Seminary “J-Terms” – three-week courses in January, June or July – are always intense, but the one I took in July 1987 was especially memorable.
Besides three hours of class daily, my professor required us to visit four churches, read four books, deliver a class presentation, write eight papers and complete a take-home final.
Unexpectedly, during the third week – when all assignments were due – the electricity went off for four days. This meant no lights, alarm clock, computer, air conditioning, hot water or hair dryer.
Thankfully, the good folks at the church where I served as associate minister of music had a soft spot in their hearts for poor, struggling seminary students.
They graciously took me under their wing and helped me survive the week, offering an abundance of assistance and sympathy for my complaints about this extreme hardship.
When the ordeal was finally over, I had a three-week pile of dirty laundry to wash.
As I sat drying towels in a nearby Laundromat, I was startled by a harsh, loud voice. Looking up, I saw two older ladies struggling to do their laundry. My eyes were riveted on their neediness.
Both were shabbily dressed with sweaty, unkempt hair. The younger one wore a tattered housedress and had bright, pasty rouge spackled on her cheeks. A dazed, vacant look on her shiny face, she took quick, tiny steps as she hobbled about, dragging her laundry bag to an empty washer.
The other – the one giving orders – was literally bent horizontal from her hips to her shoulders. She couldn’t even straighten up enough to see if the washer lid was open. If I were in her condition, I’m sure I would have spoken gruffly, too.
Obviously, just doing laundry was a major struggle for them, and they seemed to cling to each other for survival.
The manager was busily making change, giving them his full attention and seemed to have everything covered efficiently. They had obviously been his customers before.
I continued flipping through my magazine, keeping an eye out for an opportunity to assist without intruding.
Finally, they got their machines started and sat down to wait. The manager took a couple of drags on a cigarette and then came over to talk to me.
Venting sarcastically, he spoke of “the good church people who always drop these old ladies off in the middle of the parking lot, then drive off to go tell everyone at their church what a good deed they’ve done for the week.”
Sympathizing, I commented that instead of people going the second mile, some only go half a mile.
This was easy for me to say to sympathize with the manager who was feeling dumped on.
But the driver had at least provided transportation while I hadn’t done anything to help.
As a result, I began feeling ashamed for complaining earlier about my so-called “extreme hardship.”
As Thanksgiving approaches, I am reminded of how grateful I am for the many good church people who so often have gone way beyond the second mile to see that I am comfortable and well cared for.
And I am humbled and challenged as I remember how often I’ve been more like these good church people who had really good intentions, but ultimately went only a half-mile or less in taking care of others’ needs – especially the downtrodden who have no resources to return the favor.

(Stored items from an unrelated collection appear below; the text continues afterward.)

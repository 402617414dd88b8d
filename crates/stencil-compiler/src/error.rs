/// Error types for the Stencil compiler and engine

use std::path::PathBuf;
use thiserror::Error;

pub type Result<T> = std::result::Result<T, CompileError>;

#[derive(Error, Debug)]
pub enum CompileError {
    #[error("Template not found: {path}")]
    SourceNotFound {
        path: PathBuf,
        #[source]
        source: std::io::Error,
    },

    #[error("Cannot write compiled template {path}")]
    WriteFailed {
        path: PathBuf,
        #[source]
        source: std::io::Error,
    },

    #[error("Template execution failed: {0}")]
    Execution(#[from] stencil_eval::Error),

    #[error("Include cycle detected: {}", .0.iter().map(|p| p.display().to_string()).collect::<Vec<_>>().join(" -> "))]
    IncludeCycle(Vec<PathBuf>),

    #[error("Include depth limit of {limit} exceeded while including {path}")]
    IncludeDepthExceeded { path: PathBuf, limit: usize },

    #[error("Unknown block '{name}' referenced in {file}")]
    UnknownBlock { file: PathBuf, name: String },

    #[error("Unterminated directive on line {line} of {file}")]
    UnterminatedDirective { file: PathBuf, line: usize },

    #[error("Invalid configuration in {path}: {message}")]
    Config { path: PathBuf, message: String },

    #[error("I/O error: {0}")]
    Io(#[from] std::io::Error),
}

impl CompileError {
    pub fn source_not_found(path: impl Into<PathBuf>, source: std::io::Error) -> Self {
        CompileError::SourceNotFound {
            path: path.into(),
            source,
        }
    }

    pub fn write_failed(path: impl Into<PathBuf>, source: std::io::Error) -> Self {
        CompileError::WriteFailed {
            path: path.into(),
            source,
        }
    }
}
//! Runtime values for the artifact interpreter.

use std::collections::BTreeMap;
use std::fmt;

use serde_json::Value as JsonValue;

/// A runtime value bound in a template scope.
#[derive(Debug, Clone, PartialEq, Default)]
pub enum Value {
    /// The null value. Undefined variables and missing members evaluate to this.
    #[default]
    Null,
    /// A string value.
    String(String),
    /// A numeric value (always f64).
    Number(f64),
    /// A boolean value.
    Boolean(bool),
    /// An array of values.
    Array(Vec<Value>),
    /// An object with string keys, ordered by key.
    Object(BTreeMap<String, Value>),
}

impl Value {
    /// Coerce this value to the text it renders as.
    ///
    /// Null renders as empty text so that missing data degrades to nothing
    /// in the output instead of a literal marker.
    pub fn to_string_value(&self) -> String {
        match self {
            Value::Null => String::new(),
            Value::String(s) => s.clone(),
            Value::Number(n) => format_number(*n),
            Value::Boolean(b) => if *b { "true" } else { "false" }.to_string(),
            Value::Array(arr) => {
                let items: Vec<String> = arr.iter().map(|v| v.to_string_value()).collect();
                items.join(", ")
            }
            Value::Object(_) => "[object]".to_string(),
        }
    }

    /// Coerce this value to a boolean.
    pub fn to_bool(&self) -> bool {
        match self {
            Value::Null => false,
            Value::String(s) => !s.is_empty(),
            Value::Number(n) => *n != 0.0 && !n.is_nan(),
            Value::Boolean(b) => *b,
            Value::Array(arr) => !arr.is_empty(),
            Value::Object(map) => !map.is_empty(),
        }
    }

    /// Check if this value is null.
    pub fn is_null(&self) -> bool {
        matches!(self, Value::Null)
    }

    /// Name of this value's type, as reported by `typeof()` and in errors.
    pub fn type_name(&self) -> &'static str {
        match self {
            Value::Null => "null",
            Value::String(_) => "string",
            Value::Number(_) => "number",
            Value::Boolean(_) => "boolean",
            Value::Array(_) => "array",
            Value::Object(_) => "object",
        }
    }

    /// Look up a member of an object. Anything else has no members.
    pub fn member(&self, name: &str) -> Value {
        match self {
            Value::Object(map) => map.get(name).cloned().unwrap_or(Value::Null),
            _ => Value::Null,
        }
    }

    /// Parse a JSON string into a Value.
    pub fn from_json(s: &str) -> Result<Value, String> {
        let json: JsonValue = serde_json::from_str(s)
            .map_err(|e| format!("JSON parse error: {}", e))?;
        Ok(Value::from(json))
    }

    /// Convert this Value to a compact JSON string.
    pub fn to_json(&self) -> String {
        serde_json::to_string(&self.to_json_value()).unwrap_or_else(|_| "null".to_string())
    }

    /// Convert this Value to a serde_json Value.
    pub fn to_json_value(&self) -> JsonValue {
        match self {
            Value::Null => JsonValue::Null,
            Value::Boolean(b) => JsonValue::Bool(*b),
            Value::Number(n) if *n == n.trunc() && n.abs() < 1e15 => {
                JsonValue::Number(serde_json::Number::from(*n as i64))
            }
            Value::Number(n) => {
                serde_json::Number::from_f64(*n)
                    .map(JsonValue::Number)
                    .unwrap_or(JsonValue::Null)
            }
            Value::String(s) => JsonValue::String(s.clone()),
            Value::Array(arr) => {
                JsonValue::Array(arr.iter().map(|v| v.to_json_value()).collect())
            }
            Value::Object(obj) => {
                let map: serde_json::Map<String, JsonValue> = obj.iter()
                    .map(|(k, v)| (k.clone(), v.to_json_value()))
                    .collect();
                JsonValue::Object(map)
            }
        }
    }
}

/// Integer-like numbers print without a decimal point.
fn format_number(n: f64) -> String {
    if n.is_nan() {
        "NaN".to_string()
    } else if n.is_infinite() {
        if n > 0.0 { "INF" } else { "-INF" }.to_string()
    } else if n == n.trunc() && n.abs() < 1e15 {
        format!("{}", n as i64)
    } else {
        format!("{}", n)
    }
}

impl From<JsonValue> for Value {
    fn from(json: JsonValue) -> Self {
        match json {
            JsonValue::Null => Value::Null,
            JsonValue::Bool(b) => Value::Boolean(b),
            JsonValue::Number(n) => Value::Number(n.as_f64().unwrap_or(0.0)),
            JsonValue::String(s) => Value::String(s),
            JsonValue::Array(arr) => Value::Array(arr.into_iter().map(Value::from).collect()),
            JsonValue::Object(obj) => {
                Value::Object(obj.into_iter().map(|(k, v)| (k, Value::from(v))).collect())
            }
        }
    }
}

impl From<&str> for Value {
    fn from(s: &str) -> Self {
        Value::String(s.to_string())
    }
}

impl From<String> for Value {
    fn from(s: String) -> Self {
        Value::String(s)
    }
}

impl From<f64> for Value {
    fn from(n: f64) -> Self {
        Value::Number(n)
    }
}

impl From<i64> for Value {
    fn from(n: i64) -> Self {
        Value::Number(n as f64)
    }
}

impl From<bool> for Value {
    fn from(b: bool) -> Self {
        Value::Boolean(b)
    }
}

impl<T: Into<Value>> From<Vec<T>> for Value {
    fn from(items: Vec<T>) -> Self {
        Value::Array(items.into_iter().map(Into::into).collect())
    }
}

impl fmt::Display for Value {
    fn fmt(&self, f: &mut fmt::Formatter<'_>) -> fmt::Result {
        write!(f, "{}", self.to_string_value())
    }
}

#[cfg(test)]
mod tests {
    use super::*;

    #[test]
    fn test_null_renders_empty() {
        assert_eq!(Value::Null.to_string_value(), "");
    }

    #[test]
    fn test_integer_like_numbers() {
        assert_eq!(Value::Number(3.0).to_string_value(), "3");
        assert_eq!(Value::Number(2.5).to_string_value(), "2.5");
    }

    #[test]
    fn test_from_json_nested() {
        let value = Value::from_json(r#"{"user": {"name": "Ada", "tags": ["a", "b"]}}"#).unwrap();
        let user = value.member("user");
        assert_eq!(user.member("name"), Value::from("Ada"));
        assert_eq!(user.member("tags").to_string_value(), "a, b");
    }

    #[test]
    fn test_member_of_non_object_is_null() {
        assert!(Value::from("text").member("len").is_null());
    }

    #[test]
    fn test_json_roundtrip_keeps_structure() {
        let value = Value::from(vec![Value::from(1i64), Value::Null, Value::from(true)]);
        assert_eq!(value.to_json(), "[1,null,true]");
    }
}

As Christians, we strive to live humble lives of gratitude. God is pleased when we verbally offer heartfelt thanks for our many blessings, but there is more to being thankful. We are not done.
Our words of sincere thanks and praise to God are only the half-mile mark of what God desires from us. Our expressions of gratitude are not complete until we have also offered God tangible sacrifices of praise and thanksgiving.
What kinds of sacrifices? Generosity. Tithes and offerings. Good works. Going the second mile for those who are needy.
The writer of Hebrews put it well: “Do not neglect to do good and to share what you have, for such sacrifices are pleasing to God” (Hebrews 13:16). The writer of Ephesians said much the same: “For we are … created in Christ Jesus for good works, which God prepared beforehand to be our way of life” (Ephesians 2:10).
In this season of Thanksgiving, may God help us to remember that the depth of our gratitude is always revealed more by our actions than by our words.
As Grace Noll Crowell put it so well in her hymn, “Because I Have Been Given Much:”
Because love has been lavished so upon me, Lord,
A wealth I know that was not meant for me to hoard,
I shall give love to those in need,
Shall show that love by word and deed:
Thus shall my thanks be thanks indeed.
Naomi K. Walker is an ordained Baptist minister. Now retired, she served as music/worship pastor at Immanuel Baptist Church in Frankfort, Kentucky, from 1995 to 2017.